Un garçon de 14 ans a été passé à tabac mercredi 30 octobre dans l'Isère par trois autres adolescents.
©Reuters

Sans prévenir

Cambriolages qui dégénèrent en homicides ou simples agressions gratuites sur le premier passant venu, l'actualité est riche de faits divers qui en disent long sur le sentiment d'impunité des adolescents qui s'y livrent et sur leur perte de repères.

Atlantico : Une femme de 89 ans a échappé de justesse à la noyade vendredi 25 octobre, alors que des cambrioleurs tentaient de se débarrasser d’elle en la faisant couler avec son propre véhicule. Les raisons pour lesquelles les cambrioleurs ont essayé d'attenter à sa vie restent inexplicables. On se souvient également du drame d’Échirolles survenu en 2012. Ce type de violence extrême et gratuite est-il en progression en France ? Comment l'expliquez-vous ?
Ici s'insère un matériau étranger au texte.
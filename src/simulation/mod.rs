//! Coincidence-detection simulation core.
//!
//! This module provides the complete engine for a coincidence-detection
//! experiment: a point generator emitting correlated particle pairs (or
//! batches) in random directions, and a moving, tiltable array of box
//! detectors intersecting particle trajectories over a discretized time
//! horizon. It integrates:
//! - Isotropic direction sampling and pulse timing (generator)
//! - Slab-method ray/box intersection geometry
//! - Rigid-body detector motion (tilt + trajectory)
//! - Uniform-grid spatial pruning of candidate detectors
//! - The deterministic time-stepped control loop
//! - Result aggregation ("stitching") for export
//!
//! ## Module Organization
//!
//! - `types`: Core data structures (Particle, Detection, Detector, errors)
//! - `geometry`: Pure ray/box intersection and distance helpers
//! - `generator`: Direction sampling, pulse timing, per-step emission
//! - `motion`: Rigid tilt rotation and trajectory of the array
//! - `spatial_index`: Radius-query index rebuilt each step
//! - `engine`: The step loop and engine state machine
//! - `stitching`: Per-detector grouping of the raw detection stream
//!
//! ## Public API
//!
//! The main entry point is `SimulationEngine`: build it from an
//! `ExperimentConfig`, call `run()`, then read the flat result stream or
//! the stitched per-detector map.

pub mod engine;
pub mod generator;
pub mod geometry;
pub mod motion;
pub mod spatial_index;
pub mod stitching;
pub mod types;

// Re-export the engine and the commonly used value types
pub use engine::{EngineState, RunSummary, SimulationEngine};
pub use types::{Detection, Detector, Particle, ParticleType, RecordedDetection, SimulationError};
Alexandre Baratta : La tentative d’assassinat survenue sur une dame âgée le 25 octobre est hélas emblématique d’un phénomène criminel en plein essor. Il s’agit des home-jacking, pouvant connaître des fins encore plus funestes que celui réalisé à Bar-le-Duc. Rien que sur l’année 2012, et sur un territoire géographique restreint (l’Alsace et la Moselle), j’ai été confronté directement dans ma pratique d’expert judiciaire à 5 cas similaires dont la fin a été moins heureuse. Dans tous les cas le mode opératoire est stéréotypé : victime vulnérable identifiée à l’avance, et introduction au domicile de cette dernière la nuit. Les criminels impliqués agissent en groupe (entre 2 et 5 individus selon les cas). Quatre des victimes ont été tuées : le crâne étant fracassé par des outils de jardinage dans 3 cas, et à l’extincteur dans le quatrième. La cinquième victime (encore une dame âgée) n’a été "que" rouée de coups sans aucun mobile apparent, occasionnant une fracture du massif facial. Les cinq exemples que je cite (ayant conduit à la mort des victimes dans 4 cas) n’ont pas bénéficié de la même couverture médiatique. Dans tous les cas les auteurs ont été identifiés. Il s’agit d’adolescents aux antécédents judiciaires bien fournis dans la totalité des cas : trafics de stupéfiants ; vols de scooter et voitures ; actes incendiaires gratuits. Le plus jeune des sujets impliqués dans les faits énumérés était un adolescent de 13 ans à peine et n’en était pas à son coup d’essai. Les autres étaient âgés entre 16 et 19 ans.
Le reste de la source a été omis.